━━━ Data supplied
// core/src/services/payment.rs

//! Placeholder payment authorization.

use serde::Serialize;
use tracing::{info, instrument};
use uuid::Uuid;

#[derive(Debug, Clone, Copy, PartialEq, Eq, Serialize)]
#[serde(rename_all = "lowercase")]
pub enum PaymentStatus {
  Authorized,
  Declined,
}

#[derive(Debug, Clone, Serialize)]
pub struct PaymentReceipt {
  pub status: PaymentStatus,
  pub transaction_id: String,
}

/// The payment collaborator seen by the order workflow and the checkout
/// endpoint. Synchronous: an implementation must not block on I/O.
pub trait PaymentGateway: Send + Sync {
  fn process(&self, amount: i64) -> PaymentReceipt;
}

/// Always authorizes and fabricates a fresh transaction id. No external call.
#[derive(Debug, Clone, Copy, Default)]
pub struct StubPaymentGateway;

impl PaymentGateway for StubPaymentGateway {
  #[instrument(name = "payment_stub::process", skip(self))]
  fn process(&self, amount: i64) -> PaymentReceipt {
    let transaction_id = format!("dummy-{}", Uuid::new_v4());
    info!(%transaction_id, "Simulated payment authorized.");
    PaymentReceipt {
      status: PaymentStatus::Authorized,
      transaction_id,
    }
  }
}
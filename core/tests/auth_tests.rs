// tests/auth_tests.rs
mod common;

use common::*;
use shopmock::models::ProfileChanges;
use shopmock::ShopError;

#[tokio::test]
async fn test_register_creates_active_regular_user() {
  let shop = shop();
  let user = shop.auth.register(registration("alice", "Alice@Example.com")).await.unwrap();
  assert_eq!(user.username, "alice");
  assert_eq!(user.email, "alice@example.com");
  assert!(user.is_active);
  assert!(!user.is_superuser);
  assert_ne!(user.hashed_password, TEST_PASSWORD);
}

#[tokio::test]
async fn test_duplicate_email_or_username_conflicts() {
  let shop = shop();
  shop.auth.register(registration("alice", "alice@x.com")).await.unwrap();

  match shop.auth.register(registration("alice2", "alice@x.com")).await {
    Err(ShopError::Conflict(message)) => assert_eq!(message, "Email already registered"),
    other => panic!("Expected Conflict, got {:?}", other),
  }
  match shop.auth.register(registration("alice", "other@x.com")).await {
    Err(ShopError::Conflict(message)) => assert_eq!(message, "Username already taken"),
    other => panic!("Expected Conflict, got {:?}", other),
  }
}

#[tokio::test]
async fn test_email_uniqueness_ignores_case_but_username_does_not() {
  let shop = shop();
  shop.auth.register(registration("bob", "user@x.com")).await.unwrap();

  let err = shop.auth.register(registration("bob2", "User@x.com")).await.unwrap_err();
  assert!(matches!(err, ShopError::Conflict(_)));

  // Usernames are case-sensitive.
  shop.auth.register(registration("Bob", "bob-upper@x.com")).await.unwrap();
}

#[tokio::test]
async fn test_registration_input_is_validated() {
  let shop = shop();
  let mut short_password = registration("carol", "carol@x.com");
  short_password.password = "short".to_string();
  assert!(matches!(
    shop.auth.register(short_password).await,
    Err(ShopError::Validation(_))
  ));
  assert!(matches!(
    shop.auth.register(registration("carol", "not-an-email")).await,
    Err(ShopError::Validation(_))
  ));
  assert!(matches!(
    shop.auth.register(registration("   ", "carol@x.com")).await,
    Err(ShopError::Validation(_))
  ));
}

#[tokio::test]
async fn test_registration_fields_must_fit_their_columns() {
  let shop = shop();
  let long_username = "u".repeat(101);
  let long_email = format!("{}@x.com", "e".repeat(250));

  match shop.auth.register(registration(&long_username, "ok@x.com")).await {
    Err(ShopError::Validation(message)) => assert_eq!(message, "Username must be at most 100 characters long."),
    other => panic!("Expected Validation, got {:?}", other),
  }
  match shop.auth.register(registration("kim", &long_email)).await {
    Err(ShopError::Validation(message)) => assert_eq!(message, "Email must be at most 255 characters long."),
    other => panic!("Expected Validation, got {:?}", other),
  }
  let mut long_full_name = registration("kim", "kim@x.com");
  long_full_name.full_name = "f".repeat(256);
  assert!(matches!(
    shop.auth.register(long_full_name).await,
    Err(ShopError::Validation(_))
  ));

  // Exactly at the limit registers.
  let user = shop
    .auth
    .register(registration(&"u".repeat(100), "kim@x.com"))
    .await
    .unwrap();

  let rename = ProfileChanges {
    username: Some(long_username),
    ..Default::default()
  };
  assert!(matches!(
    shop.auth.update_profile(&user, rename).await,
    Err(ShopError::Validation(_))
  ));
}

#[tokio::test]
async fn test_login_issues_token_that_authenticates() {
  let shop = shop();
  let user = shop.auth.register(registration("dave", "dave@x.com")).await.unwrap();

  let token = shop.auth.login("dave", TEST_PASSWORD).await.unwrap();
  assert_eq!(token.token_type, "bearer");

  let resolved = shop.auth.authenticate(&token.access_token).await.unwrap();
  assert_eq!(resolved.id, user.id);
}

#[tokio::test]
async fn test_login_with_wrong_password_or_unknown_user_is_unauthorized() {
  let shop = shop();
  shop.auth.register(registration("erin", "erin@x.com")).await.unwrap();

  assert!(matches!(
    shop.auth.login("erin", "wrong-password").await,
    Err(ShopError::Unauthorized(_))
  ));
  assert!(matches!(
    shop.auth.login("nobody", TEST_PASSWORD).await,
    Err(ShopError::Unauthorized(_))
  ));
}

#[tokio::test]
async fn test_inactive_user_is_forbidden_even_with_correct_password() {
  let shop = shop();
  let user = shop.auth.register(registration("frank", "frank@x.com")).await.unwrap();
  let token = shop.auth.login("frank", TEST_PASSWORD).await.unwrap();

  assert!(shop.store.set_user_active(user.id, false));

  assert!(matches!(
    shop.auth.login("frank", TEST_PASSWORD).await,
    Err(ShopError::Forbidden(_))
  ));
  assert!(matches!(
    shop.auth.authenticate(&token.access_token).await,
    Err(ShopError::Forbidden(_))
  ));
}

#[tokio::test]
async fn test_authenticate_fails_closed_on_bad_tokens() {
  let shop = shop();
  assert!(matches!(
    shop.auth.authenticate("garbage").await,
    Err(ShopError::Unauthorized(_))
  ));

  // Valid signature, but the subject does not exist.
  let orphan = shop.auth.tokens().issue("ghost", None).unwrap();
  assert!(matches!(
    shop.auth.authenticate(&orphan).await,
    Err(ShopError::Unauthorized(_))
  ));
}

#[tokio::test]
async fn test_password_longer_than_72_bytes_round_trips_through_login() {
  let shop = shop();
  let long_password = "å".repeat(50); // 100 bytes
  let mut reg = registration("gina", "gina@x.com");
  reg.password = long_password.clone();
  shop.auth.register(reg).await.unwrap();

  shop.auth.login("gina", &long_password).await.unwrap();
}

#[tokio::test]
async fn test_change_password_requires_current_password() {
  let shop = shop();
  let user = shop.auth.register(registration("hank", "hank@x.com")).await.unwrap();

  let err = shop
    .auth
    .change_password(&user, "not-the-password", "brand-new-secret")
    .await
    .unwrap_err();
  match err {
    ShopError::Validation(message) => assert_eq!(message, "Incorrect current password"),
    other => panic!("Expected Validation, got {:?}", other),
  }

  shop
    .auth
    .change_password(&user, TEST_PASSWORD, "brand-new-secret")
    .await
    .unwrap();
  assert!(shop.auth.login("hank", TEST_PASSWORD).await.is_err());
  shop.auth.login("hank", "brand-new-secret").await.unwrap();
}

#[tokio::test]
async fn test_update_profile_applies_only_supplied_fields() {
  let shop = shop();
  let user = shop.auth.register(registration("ivy", "ivy@x.com")).await.unwrap();

  let updated = shop
    .auth
    .update_profile(
      &user,
      ProfileChanges {
        full_name: Some("Ivy Renamed".to_string()),
        ..Default::default()
      },
    )
    .await
    .unwrap();
  assert_eq!(updated.full_name, "Ivy Renamed");
  assert_eq!(updated.email, "ivy@x.com");
  assert_eq!(updated.username, "ivy");
  assert_eq!(updated.hashed_password, user.hashed_password);
}

#[tokio::test]
async fn test_update_profile_rechecks_uniqueness() {
  let shop = shop();
  shop.auth.register(registration("jack", "jack@x.com")).await.unwrap();
  let jill = shop.auth.register(registration("jill", "jill@x.com")).await.unwrap();

  let email_taken = ProfileChanges {
    email: Some("JACK@x.com".to_string()),
    ..Default::default()
  };
  assert!(matches!(
    shop.auth.update_profile(&jill, email_taken).await,
    Err(ShopError::Conflict(_))
  ));

  let username_taken = ProfileChanges {
    username: Some("jack".to_string()),
    ..Default::default()
  };
  assert!(matches!(
    shop.auth.update_profile(&jill, username_taken).await,
    Err(ShopError::Conflict(_))
  ));

  // Re-submitting your own values is not a conflict.
  let unchanged = ProfileChanges {
    email: Some("jill@x.com".to_string()),
    username: Some("jill".to_string()),
    ..Default::default()
  };
  shop.auth.update_profile(&jill, unchanged).await.unwrap();
}

#[tokio::test]
async fn test_superuser_gate() {
  let shop = shop();
  let regular = shop.auth.register(registration("kim", "kim@x.com")).await.unwrap();
  let admin = shop.auth.create_superuser(registration("root", "root@x.com")).await.unwrap();

  assert!(matches!(shop.auth.require_superuser(&regular), Err(ShopError::Forbidden(_))));
  shop.auth.require_superuser(&admin).unwrap();
}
━━━━━━
→ **Work instruction**:
Print only the lines from the one with "shop.auth.update_profile(&jill, unchanged).await.unwrap();" to the end of the records, both included.

→ **Output**:
  shop.auth.update_profile(&jill, unchanged).await.unwrap();
}

#[tokio::test]
async fn test_superuser_gate() {
  let shop = shop();
  let regular = shop.auth.register(registration("kim", "kim@x.com")).await.unwrap();
  let admin = shop.auth.create_superuser(registration("root", "root@x.com")).await.unwrap();

  assert!(matches!(shop.auth.require_superuser(&regular), Err(ShopError::Forbidden(_))));
  shop.auth.require_superuser(&admin).unwrap();
}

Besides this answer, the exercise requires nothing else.